Below are records; how many of their lines contain "impl"? Give the number and no other words.

(Dataset excerpts)
[Start of Attachment]

#![warn(clippy::all, clippy::pedantic)]
#![allow(
    clippy::missing_errors_doc,
    clippy::missing_panics_doc,
    clippy::module_name_repetitions,
    clippy::must_use_candidate,
    clippy::return_self_not_must_use
)]

//! toolward — a tool-call guard for autonomous agents.
//!
//! Given a proposed action (read a file, enumerate files by pattern, run a
//! shell command), the guard combines path exclusion, enumeration-breadth
//! heuristics, and command safety classification into one allow/block
//! verdict with machine-readable diagnostics. The guard only produces a
//! verdict; a cooperating caller is trusted to honor it.

pub mod cli;
pub mod config;
pub mod error;
pub mod guard;
pub mod hook;

pub use config::GuardConfig;
pub use error::{GuardError, Result};
pub use guard::{Guard, GuardDecision, ToolAction};
pub use hook::{HookInput, decide_input, run_hook};
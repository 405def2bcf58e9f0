//! End-to-end decision scenarios through the public `Guard` API.

use std::path::PathBuf;

use tempfile::TempDir;
use toolward::config::GuardConfig;
use toolward::guard::{Guard, ToolAction};

fn guard_with_rules(rules: &str) -> (Guard, TempDir) {
    let workspace = TempDir::new().expect("tempdir");
    std::fs::write(workspace.path().join(".toolwardignore"), rules).expect("write rules");
    let config = GuardConfig {
        workspace_dir: workspace.path().to_path_buf(),
        ..GuardConfig::default()
    };
    (Guard::new(config), workspace)
}

fn read(path: &str) -> ToolAction {
    ToolAction::Read { path: path.into() }
}

fn bash(command: &str) -> ToolAction {
    ToolAction::Command {
        command: command.into(),
    }
}

fn glob(pattern: &str) -> ToolAction {
    ToolAction::Enumerate {
        pattern: pattern.into(),
        path: None,
    }
}

#[test]
fn last_matching_rule_decides() {
    let (guard, _ws) = guard_with_rules("secrets/**\n!secrets/README.md\n");

    let decision = guard.decide("Read", &read("secrets/api.key"));
    assert!(decision.blocked);
    assert_eq!(decision.rule.as_deref(), Some("secrets/**"));

    let decision = guard.decide("Read", &read("secrets/README.md"));
    assert!(!decision.blocked);

    let decision = guard.decide("Read", &read("src/main.rs"));
    assert!(!decision.blocked);
}

#[test]
fn recognized_tooling_allows_compound_commands() {
    let (guard, _ws) = guard_with_rules("**/etc/**\n");
    let decision = guard.decide("Bash", &bash("npm run build && npm test"));
    assert!(!decision.blocked);
    assert!(decision.recognized_tooling);
}

#[test]
fn disallowed_tail_after_tooling_is_still_inspected() {
    let (guard, _ws) = guard_with_rules("**/etc/**\n");
    let decision = guard.decide("Bash", &bash("npm run build && cat ../../etc/secrets"));
    assert!(decision.blocked);
    assert_eq!(decision.path.as_deref(), Some("../../etc/secrets"));
    assert_eq!(decision.rule.as_deref(), Some("**/etc/**"));
}

#[test]
fn tooling_allow_is_not_fooled_by_separators_inside_one_segment() {
    // Without splitting first, the unanchored allow-grammar would match the
    // `npm run build` prefix of the whole string and mask the tail.
    let (guard, _ws) = guard_with_rules("**/etc/**\n");
    let decision = guard.decide("Bash", &bash("npm run build; cat /etc/passwd"));
    assert!(decision.blocked);
}

#[test]
fn executor_wrapped_command_is_unwrapped_before_judgement() {
    let (guard, _ws) = guard_with_rules("**/secrets/**\n");
    let decision = guard.decide("Bash", &bash("bash -c 'cat secrets/token.txt'"));
    assert!(decision.blocked);
    assert_eq!(decision.path.as_deref(), Some("secrets/token.txt"));
}

#[test]
fn broad_enumeration_is_bounced_with_suggestions() {
    let (guard, _ws) = guard_with_rules("");
    let decision = guard.decide("Glob", &glob("**/*"));
    assert!(decision.blocked);
    assert_eq!(decision.pattern.as_deref(), Some("**/*"));
    assert!(decision.reason.is_some());
    assert!(!decision.suggestions.is_empty());
}

#[test]
fn root_anchored_wide_open_enumeration_is_bounced() {
    let (guard, ws) = guard_with_rules("");

    // Anchored at the workspace root itself.
    let pattern = format!("{}/**/*", ws.path().display());
    let decision = guard.decide("Glob", &glob(&pattern));
    assert!(decision.blocked);
    assert!(!decision.suggestions.is_empty());

    // Anchored at some other absolute root.
    let decision = guard.decide("Glob", &glob("/home/user/repo/**/*"));
    assert!(decision.blocked);

    // A qualified tail under the workspace root stays allowed.
    let pattern = format!("{}/src/**/*.rs", ws.path().display());
    assert!(!guard.decide("Glob", &glob(&pattern)).blocked);
}

#[test]
fn scoped_enumeration_passes_breadth_and_rules() {
    let (guard, _ws) = guard_with_rules("secrets/**\n");
    let decision = guard.decide("Glob", &glob("src/**/*.rs"));
    assert!(!decision.blocked);
}

#[test]
fn enumeration_into_excluded_subtree_is_blocked_by_pattern_text() {
    let (guard, _ws) = guard_with_rules("secrets/**\n");
    let decision = guard.decide("Glob", &glob("secrets/**/*.key"));
    assert!(decision.blocked);
    assert_eq!(decision.rule.as_deref(), Some("secrets/**"));
}

#[test]
fn unreadable_rule_resource_fails_open() {
    let config = GuardConfig {
        workspace_dir: PathBuf::from("/nonexistent"),
        rules_file: PathBuf::from("/nonexistent/.toolwardignore"),
        ..GuardConfig::default()
    };
    let guard = Guard::new(config);
    assert!(!guard.decide("Read", &read("/etc/shadow")).blocked);
    assert!(!guard.decide("Bash", &bash("cat /etc/shadow")).blocked);
}

#[test]
fn directory_only_rule_blocks_reads_inside_it() {
    let (guard, _ws) = guard_with_rules("node_modules/\n.git/\n");
    assert!(
        guard
            .decide("Read", &read("node_modules/lodash/package.json"))
            .blocked
    );
    assert!(guard.decide("Read", &read(".git/config")).blocked);
    assert!(!guard.decide("Read", &read("src/git_helpers.rs")).blocked);
}

#[test]
fn command_referencing_multiple_paths_reports_the_first_block() {
    let (guard, _ws) = guard_with_rules("*.key\n");
    let decision = guard.decide("Bash", &bash("diff notes/a.txt certs/x.key certs/y.key"));
    assert!(decision.blocked);
    assert_eq!(decision.path.as_deref(), Some("certs/x.key"));
}

#[test]
fn wrapper_prefixed_tooling_is_recognized() {
    let (guard, _ws) = guard_with_rules("**\n");
    let decision = guard.decide("Bash", &bash("sudo CI=1 timeout 300 cargo test --all"));
    assert!(!decision.blocked);
    assert!(decision.recognized_tooling);
}

#[test]
fn unknown_command_without_paths_is_allowed_but_not_flagged_as_tooling() {
    let (guard, _ws) = guard_with_rules("secrets/**\n");
    let decision = guard.decide("Bash", &bash("uname -a"));
    assert!(!decision.blocked);
    assert!(!decision.recognized_tooling);
}
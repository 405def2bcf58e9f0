use thiserror::Error;

// ─── Top-level error hierarchy ───────────────────────────────────────────────

/// Structured error hierarchy for `toolward`.
///
/// Each subsystem defines its own error variant. Library callers can match on
/// these to decide recovery strategy; internal code continues to use
/// `anyhow::Result` for ad-hoc context chains. The hook boundary never
/// surfaces any of these to the host: every error there collapses into a
/// fail-open "allowed" decision.
#[derive(Debug, Error)]
pub enum GuardError {
    // ── Config ───────────────────────────────────────────────────────────
    #[error("config: {0}")]
    Config(#[from] ConfigError),

    // ── Rule resource ───────────────────────────────────────────────────
    #[error("rules: {0}")]
    Rules(#[from] RuleError),

    // ── Generic fallthrough (wraps anyhow for interop) ──────────────────
    #[error(transparent)]
    Other(#[from] anyhow::Error),
}

// ─── Config errors ───────────────────────────────────────────────────────────

#[derive(Debug, Error)]
pub enum ConfigError {
    #[error("failed to load config: {0}")]
    Load(String),
}

// ─── Rule resource errors ───────────────────────────────────────────────────

#[derive(Debug, Error)]
pub enum RuleError {
    #[error("rule file unreadable: {0}")]
    Unreadable(String),

    #[error("line {line}: invalid pattern `{pattern}`: {message}")]
    InvalidPattern {
        line: usize,
        pattern: String,
        message: String,
    },
}

// ─── Convenience re-exports ─────────────────────────────────────────────────

/// Shorthand result type for the crate.
pub type Result<T> = std::result::Result<T, GuardError>;
//! Immutable per-cycle snapshots and their fan-out.
//!
//! The publisher keeps the latest snapshot on a watch channel and streams
//! every snapshot over a bounded broadcast channel. A slow subscriber lags
//! and loses the oldest entries; it never blocks the tick or ingest path.

use crate::hotspot::{Alert, Hotspot};
use crate::reading::Pollutant;
use crate::trend::TrendResult;
use time::OffsetDateTime;
use tokio::sync::{broadcast, watch};

#[derive(Debug, Clone, PartialEq)]
pub struct PollutantSummary {
    pub pollutant: Pollutant,
    pub current: f64,
    pub average: f64,
    pub peak: f64,
    pub trend: TrendResult,
}

#[derive(Debug, Clone, PartialEq)]
pub struct Snapshot {
    pub generated_at: OffsetDateTime,
    pub cycle: u64,
    pub summaries: Vec<PollutantSummary>,
    pub hotspots: Vec<Hotspot>,
    pub alerts: Vec<Alert>,
}

impl Snapshot {
    pub fn summary(&self, pollutant: Pollutant) -> Option<&PollutantSummary> {
        self.summaries
            .iter()
            .find(|summary| summary.pollutant == pollutant)
    }
}

#[derive(Debug)]
pub struct SnapshotPublisher {
    latest_tx: watch::Sender<Option<Snapshot>>,
    stream_tx: broadcast::Sender<Snapshot>,
}

impl SnapshotPublisher {
    pub fn new(stream_capacity: usize) -> Self {
        let (latest_tx, _latest_rx) = watch::channel(None);
        let (stream_tx, _stream_rx) = broadcast::channel(stream_capacity.max(1));
        Self {
            latest_tx,
            stream_tx,
        }
    }

    pub fn publish(&self, snapshot: Snapshot) {
        self.latest_tx.send_replace(Some(snapshot.clone()));
        // No subscribers is not an error; the latest value is still retained.
        let _ = self.stream_tx.send(snapshot);
    }

    pub fn latest(&self) -> Option<Snapshot> {
        self.latest_tx.borrow().clone()
    }

    pub fn watch(&self) -> watch::Receiver<Option<Snapshot>> {
        self.latest_tx.subscribe()
    }

    pub fn subscribe(&self) -> broadcast::Receiver<Snapshot> {
        self.stream_tx.subscribe()
    }
}
//! Synthetic reading feed for demos and tests.
//!
//! Simulates a small fleet scattered around a center point: per-vehicle
//! CO/CO2 levels drift around a base value, with occasional spikes into the
//! critical bands so hotspot and alert paths get exercised.

use super::ReadingFeed;
use crate::error::FeedError;
use crate::reading::{GeoPoint, Pollutant, Reading};
use rand::rngs::StdRng;
use rand::{Rng, SeedableRng};
use time::OffsetDateTime;

#[derive(Debug, Clone)]
pub struct SyntheticFeedConfig {
    pub vehicles: usize,
    pub center: GeoPoint,
    /// Maximum lat/lng offset from the center, in degrees.
    pub spread: f64,
    pub co_base: f64,
    pub co_variance: f64,
    pub co2_base: f64,
    pub co2_variance: f64,
    /// Probability per vehicle per poll of an emission spike.
    pub spike_chance: f64,
    /// Fixed seed makes a run reproducible; `None` seeds from entropy.
    pub seed: Option<u64>,
}

impl Default for SyntheticFeedConfig {
    fn default() -> Self {
        Self {
            vehicles: 8,
            center: GeoPoint {
                lat: 40.7128,
                lng: -74.0060,
            },
            spread: 0.1,
            co_base: 2.5,
            co_variance: 1.5,
            co2_base: 400.0,
            co2_variance: 50.0,
            spike_chance: 0.05,
            seed: None,
        }
    }
}

#[derive(Debug)]
struct VehicleSim {
    entity_id: String,
    position: GeoPoint,
}

#[derive(Debug)]
pub struct SyntheticFeed {
    config: SyntheticFeedConfig,
    rng: StdRng,
    vehicles: Vec<VehicleSim>,
}

impl SyntheticFeed {
    pub fn new(config: SyntheticFeedConfig) -> Self {
        let mut rng = match config.seed {
            Some(seed) => StdRng::seed_from_u64(seed),
            None => StdRng::from_entropy(),
        };
        let vehicles = (1..=config.vehicles.max(1))
            .map(|index| VehicleSim {
                entity_id: format!("veh-{index:03}"),
                position: GeoPoint {
                    lat: config.center.lat + rng.gen_range(-config.spread..=config.spread),
                    lng: config.center.lng + rng.gen_range(-config.spread..=config.spread),
                },
            })
            .collect();
        Self {
            config,
            rng,
            vehicles,
        }
    }

    fn sample(&mut self, base: f64, variance: f64, spike: bool) -> f64 {
        let mut value = base + self.rng.gen_range(-variance..=variance);
        if spike {
            value += self.rng.gen_range(3.0 * variance..8.0 * variance);
        }
        value.max(0.0)
    }
}

impl ReadingFeed for SyntheticFeed {
    fn label(&self) -> &str {
        "synthetic"
    }

    fn poll(&mut self) -> Result<Vec<Reading>, FeedError> {
        let now = OffsetDateTime::now_utc();
        let drift = self.config.spread / 50.0;
        let mut readings = Vec::with_capacity(self.vehicles.len() * Pollutant::ALL.len());

        for index in 0..self.vehicles.len() {
            let lat_step = self.rng.gen_range(-drift..=drift);
            let lng_step = self.rng.gen_range(-drift..=drift);
            let spike = self.rng.gen_bool(self.config.spike_chance.clamp(0.0, 1.0));
            let co = self.sample(self.config.co_base, self.config.co_variance, spike);
            let co2 = self.sample(self.config.co2_base, self.config.co2_variance, spike);

            let vehicle = &mut self.vehicles[index];
            vehicle.position.lat += lat_step;
            vehicle.position.lng += lng_step;

            for (pollutant, value) in [(Pollutant::Co, co), (Pollutant::Co2, co2)] {
                readings.push(Reading {
                    entity_id: vehicle.entity_id.clone(),
                    pollutant,
                    value,
                    location: vehicle.position,
                    timestamp: now,
                });
            }
        }

        Ok(readings)
    }
}

#[cfg(test)]
mod tests {
    use super::*;

    fn seeded(config: SyntheticFeedConfig) -> SyntheticFeed {
        SyntheticFeed::new(SyntheticFeedConfig {
            seed: Some(42),
            ..config
        })
    }

    #[test]
    fn poll_emits_both_pollutants_per_vehicle() {
        let mut feed = seeded(SyntheticFeedConfig {
            vehicles: 4,
            ..SyntheticFeedConfig::default()
        });

        let readings = feed.poll().expect("synthetic poll never fails");

        assert_eq!(readings.len(), 8);
        assert_eq!(
            readings.iter().filter(|r| r.pollutant == Pollutant::Co).count(),
            4
        );
        assert!(readings.iter().all(|r| r.value.is_finite() && r.value >= 0.0));
    }

    #[test]
    fn entity_ids_are_stable_across_polls() {
        let mut feed = seeded(SyntheticFeedConfig::default());

        let first: Vec<_> = feed
            .poll()
            .expect("poll")
            .into_iter()
            .map(|r| r.entity_id)
            .collect();
        let second: Vec<_> = feed
            .poll()
            .expect("poll")
            .into_iter()
            .map(|r| r.entity_id)
            .collect();

        assert_eq!(first, second);
    }

    #[test]
    fn spikes_push_values_well_above_the_base_band() {
        let config = SyntheticFeedConfig {
            vehicles: 4,
            spike_chance: 1.0,
            ..SyntheticFeedConfig::default()
        };
        let co_floor = config.co_base + config.co_variance;
        let mut feed = seeded(config);

        let readings = feed.poll().expect("poll");

        assert!(
            readings
                .iter()
                .filter(|r| r.pollutant == Pollutant::Co)
                .all(|r| r.value > co_floor)
        );
    }

    #[test]
    fn same_seed_reproduces_the_same_values() {
        let config = SyntheticFeedConfig {
            vehicles: 3,
            ..SyntheticFeedConfig::default()
        };
        let mut a = seeded(config.clone());
        let mut b = seeded(config);

        let values_a: Vec<_> = a.poll().expect("poll").into_iter().map(|r| r.value).collect();
        let values_b: Vec<_> = b.poll().expect("poll").into_iter().map(|r| r.value).collect();

        assert_eq!(values_a, values_b);
    }
}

[End of Attachment]

■ **RESPONSE**: 5